Cinema é uma arte difícil e complexa. Roteiro, direção, atuação, iluminação, figurino, maquiagem, fotografia e trilha sonora são alguns (dentre tantos outros) fatores envolvidos na concepção de um filme. Imagine a quantidade de pessoas e trabalho existentes em torno de uma obra do gênero. Agora, depois desse breve exercício, imagine tudo isso somado ao peso extra de que estão filmando sobre a vida de um dos maiores gênios dessa arte e, naturalmente, a expectativa sobre o resultado, principalmente do público, é gigantesca. A responsabilidade chega assustar, não é? Para alegria de todos os cinéfilos e apaixonados pela sétima arte, Chaplin, dirigido por Richard Attenborough, é uma cinebiografia digna do tamanho e da genialidade de Charles Spencer Chaplin, apresentando desde sua infância humilde em Londres até seu exílio na Suíça.
Muito antes de interpretar por uma década o “gênio, bilionário, playboy e filantropo” Tony Stark nos filmes do Homem de Ferro (e entrar para o grupo de Hugh Jackman de “atores que nasceram para interpretar esse personagem”), Robert Downey Jr. teve a missão, 16 anos antes, de representar o criador do icônico Carlitos e um dos mestres do cinema mudo. E, novamente, para nossa alegria, o resultado é absolutamente satisfatório. Inclusive, a atuação de Downey Jr. é, sem sombra de dúvidas, o ponto mais alto do filme.
A maneira como o ator absorve as principais características de Chaplin, como o andar clássico do Vagabundo, é deslumbrante, a ponto de questionarmos se não houve algum tipo de mágica que possibilitasse a encarnação do britânico no norte-americano. O já citado andar, as caretas, os trejeitos cômicos, a constante busca pela perfeição, o completo fascínio pela arte (além de atuar, Chaplin dirigiu, produziu, roteirizou e compôs para diversos de seus filmes) estão todos presentes tão fidedignamente que o encanto é imediato. O eterno Tony Stark, não à toa, concorreu ao Oscar de Melhor Ator naquele ano, um reconhecimento à altura de sua interpretação.

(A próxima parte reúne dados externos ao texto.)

//! Deciding how precompiled binaries link.
//!
//! The decision is made from the first bytes of the binary: a Mach-O
//! dynamic library or bundle links dynamically, an `ar` archive statically.
//! Universal binaries are judged by their first slice.

use std::fs::File;
use std::io::{Read, Seek, SeekFrom};
use std::path::Path;

use super::node::Linking;

const MH_MAGIC: u32 = 0xfeed_face;
const MH_MAGIC_64: u32 = 0xfeed_facf;
const MH_CIGAM: u32 = 0xcefa_edfe;
const MH_CIGAM_64: u32 = 0xcffa_edfe;
const FAT_MAGIC: u32 = 0xcafe_babe;
const FAT_MAGIC_64: u32 = 0xcafe_babf;

const MH_DYLIB: u32 = 6;
const MH_BUNDLE: u32 = 8;

const AR_MAGIC: &[u8] = b"!<arch>\n";

/// Reads the linking of a binary.
pub trait BinaryInspector: Send + Sync {
    /// `None` when the binary cannot be read or is not recognised.
    fn linking(&self, binary: &Path) -> Option<Linking>;
}

/// Inspects Mach-O headers on disk.
#[derive(Debug, Clone, Copy, Default)]
pub struct MachOInspector;

impl BinaryInspector for MachOInspector {
    fn linking(&self, binary: &Path) -> Option<Linking> {
        let mut file = File::open(binary).ok()?;
        let mut header = [0u8; 32];
        let len = read_up_to(&mut file, &mut header)?;
        let header = &header[..len];

        if let Some(linking) = linking_from_header(header) {
            return Some(linking);
        }

        let offset = fat_first_slice_offset(header)?;
        file.seek(SeekFrom::Start(offset)).ok()?;
        let mut slice = [0u8; 16];
        let len = read_up_to(&mut file, &mut slice)?;
        linking_from_header(&slice[..len])
    }
}

fn read_up_to(file: &mut File, buf: &mut [u8]) -> Option<usize> {
    let mut total = 0;
    while total < buf.len() {
        match file.read(&mut buf[total..]) {
            Ok(0) => break,
            Ok(n) => total += n,
            Err(_) => return None,
        }
    }
    Some(total)
}

fn u32_at(bytes: &[u8], offset: usize, big_endian: bool) -> Option<u32> {
    let raw: [u8; 4] = bytes.get(offset..offset + 4)?.try_into().ok()?;
    Some(if big_endian {
        u32::from_be_bytes(raw)
    } else {
        u32::from_le_bytes(raw)
    })
}

/// Linking of a thin Mach-O file or an archive, from its first bytes.
pub fn linking_from_header(bytes: &[u8]) -> Option<Linking> {
    if bytes.starts_with(AR_MAGIC) {
        return Some(Linking::Static);
    }

    let big_endian = match u32_at(bytes, 0, false)? {
        MH_MAGIC | MH_MAGIC_64 => false,
        MH_CIGAM | MH_CIGAM_64 => true,
        _ => return None,
    };
    let filetype = u32_at(bytes, 12, big_endian)?;
    Some(match filetype {
        MH_DYLIB | MH_BUNDLE => Linking::Dynamic,
        _ => Linking::Static,
    })
}

/// File offset of the first slice of a universal binary.
pub fn fat_first_slice_offset(bytes: &[u8]) -> Option<u64> {
    match u32_at(bytes, 0, true)? {
        FAT_MAGIC => u32_at(bytes, 16, true).map(u64::from),
        FAT_MAGIC_64 => {
            let raw: [u8; 8] = bytes.get(16..24)?.try_into().ok()?;
            Some(u64::from_be_bytes(raw))
        }
        _ => None,
    }
}
//! `dockyard completions` command
//!
//! Generates shell completions for various shells.

use std::io;

use anyhow::Result;
use clap::CommandFactory;
use clap_complete::generate;

use crate::cli::{Cli, CompletionsArgs};

pub fn execute(args: CompletionsArgs) -> Result<()> {
    let mut cmd = Cli::command();
    let name = cmd.get_name().to_string();

    generate(args.shell, &mut cmd, name, &mut io::stdout());

    Ok(())
}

Além da espetacular atuação de Robert Downey Jr. como protagonista, Geraldine Chaplin (filha de Charles Chaplin) teve a difícil tarefa de executar o papel de sua própria avó paterna, Hannah Chaplin, que sofreu com enfermidades mentais desde a juventude de seu pai. Seu desempenho, no entanto, é extremamente bem feito e igualmente tocante, algo triste de certa forma devido ao pouco tempo de tela que lhe foi dado (assim como o grande Anthony Hopkins, que fez o papel de George Hayden, fictício biógrafo de Chaplin, e também dispôs de menos tempo de tela do que estamos acostumados a vê-lo). Acredito que ao lado do pouco tempo dado principalmente a Geraldine Chaplin, as relações amorosas do protagonista também foram retratadas de forma rápidas demais. Sim, é verdade que esse gigante do cinema teve diversas companheiras ao longo de sua vida e tomaria tempo demais da projeção mostrar detalhadamente todos, entretanto suas relações aparecem e desaparecem com tamanha velocidade e obviedade que torna-se previsível ao espectador anteceder os acontecimentos amorosos de Chaplin antes mesmo de se concretizarem.

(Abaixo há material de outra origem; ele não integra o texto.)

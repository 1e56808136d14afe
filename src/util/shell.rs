//! Centralized shell output.
//!
//! The Shell module provides a unified API for all CLI output:
//! - Status messages with consistent formatting
//! - Scoped timing spans
//!
//! Commands never manage spacing or colors directly; Shell handles all
//! formatting.

use std::fmt::Display;
use std::io::{self, IsTerminal};
use std::sync::Arc;
use std::time::{Duration, Instant};

/// Output verbosity level.
#[derive(Debug, Clone, Copy, PartialEq, Eq, Default)]
pub enum Verbosity {
    /// --quiet: errors only
    Quiet,
    /// Default: status messages
    #[default]
    Normal,
    /// --verbose: status messages plus debug logging
    Verbose,
}

/// Color output mode.
#[derive(Debug, Clone, Copy, PartialEq, Eq, Default)]
pub enum ColorChoice {
    /// Detect TTY and use colors if available.
    #[default]
    Auto,
    /// Always use ANSI colors.
    Always,
    /// Never use ANSI colors.
    Never,
}

/// Status types for output messages.
#[derive(Debug, Clone, Copy, PartialEq, Eq)]
pub enum Status {
    // Success statuses (green)
    Created,
    Finished,
    Embedded,

    // In-progress statuses (cyan)
    Generating,

    // Info statuses (blue)
    Info,

    // Skipped statuses (yellow)
    Skipped,

    // Error status (red)
    Error,
}

impl Status {
    fn as_str(&self) -> &'static str {
        match self {
            Status::Created => "Created",
            Status::Finished => "Finished",
            Status::Embedded => "Embedded",
            Status::Generating => "Generating",
            Status::Info => "Info",
            Status::Skipped => "Skipped",
            Status::Error => "error",
        }
    }

    fn color_code(&self) -> &'static str {
        match self {
            Status::Created | Status::Finished | Status::Embedded => "\x1b[1;32m",
            Status::Generating => "\x1b[1;36m",
            Status::Info => "\x1b[1;34m",
            Status::Skipped => "\x1b[1;33m",
            Status::Error => "\x1b[1;31m",
        }
    }

    /// Width for right alignment.
    fn width(&self) -> usize {
        12
    }
}

/// Central shell for all CLI output.
#[derive(Debug)]
pub struct Shell {
    verbosity: Verbosity,
    use_color: bool,
}

impl Shell {
    /// Create a new shell.
    pub fn new(verbosity: Verbosity, color: ColorChoice) -> Self {
        let use_color = match color {
            ColorChoice::Auto => io::stderr().is_terminal(),
            ColorChoice::Always => true,
            ColorChoice::Never => false,
        };

        Shell {
            verbosity,
            use_color,
        }
    }

    /// Create a shell from CLI flags. Quiet wins over verbose.
    pub fn from_flags(quiet: bool, verbose: bool, color: ColorChoice) -> Self {
        let verbosity = if quiet {
            Verbosity::Quiet
        } else if verbose {
            Verbosity::Verbose
        } else {
            Verbosity::Normal
        };
        Shell::new(verbosity, color)
    }

    /// Check if shell is in quiet mode.
    pub fn is_quiet(&self) -> bool {
        self.verbosity == Verbosity::Quiet
    }

    /// Check if shell is in verbose mode.
    pub fn is_verbose(&self) -> bool {
        self.verbosity == Verbosity::Verbose
    }

    /// Check if colors are enabled.
    pub fn use_color(&self) -> bool {
        self.use_color
    }

    /// Print a status message.
    ///
    /// Format: `{status:>12} {message}`
    ///
    /// In quiet mode, only Error status is printed.
    pub fn status(&self, status: Status, msg: impl Display) {
        if self.is_quiet() && status != Status::Error {
            return;
        }

        eprintln!("{} {}", self.format_status(status), msg);
    }

    /// Print an info message.
    pub fn note(&self, msg: impl Display) {
        self.status(Status::Info, msg);
    }

    fn format_status(&self, status: Status) -> String {
        let text = status.as_str();
        let width = status.width();

        if self.use_color {
            format!("{}{:>width$}\x1b[0m", status.color_code(), text, width = width)
        } else {
            format!("{:>width$}", text, width = width)
        }
    }

    /// Create a scoped span for timing operations.
    ///
    /// The start message is printed immediately; the end message with the
    /// elapsed time is printed by [`Span::finish_with_message`].
    pub fn span(self: &Arc<Self>, status: Status, msg: impl Display) -> Span {
        self.status(status, &msg);
        Span {
            shell: Arc::clone(self),
            start: Instant::now(),
        }
    }
}

impl Default for Shell {
    fn default() -> Self {
        Shell::new(Verbosity::Normal, ColorChoice::Auto)
    }
}

/// A scoped timing span.
pub struct Span {
    shell: Arc<Shell>,
    start: Instant,
}

impl Span {
    /// Mark the span as finished with a custom message.
    pub fn finish_with_message(self, msg: impl Display) {
        let elapsed = self.start.elapsed();
        self.shell.status(
            Status::Finished,
            format!("{} in {}", msg, format_duration(elapsed)),
        );
    }
}

/// Format a duration in a human-readable way.
fn format_duration(duration: Duration) -> String {
    let secs = duration.as_secs_f64();
    if secs < 60.0 {
        format!("{:.2}s", secs)
    } else {
        format!("{:.1}m", secs / 60.0)
    }
}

Também é interessante notar como a arte, razão pela qual dedicou toda a sua vida, lhe trouxe tantas alegrias e felicidades e equivalentes problemas e tristezas. Enquanto visivelmente sentia-se realizado criando obras como O Imigrante e O Grande Ditador, a relação com seu irmão e empresário, Sydney Chaplin (Paul Rhys), estremecia-se cada vez que uma das obras de Chaplin continha críticas sociais (uma de suas marcas e um dos motivos que ocasionou seu exílio). O cuidado de Attenborough em apresentar esses extremos de sentimentos é tão perceptível que resulta numa emocionante película acerca de um dos maiores nomes que já tivemos o prazer de conhecer nessa arte. Uma verdadeira viagem para todos os fãs de Chaplin ou daqueles que desejam conhecer mais sobre a vida deste magnífico artista.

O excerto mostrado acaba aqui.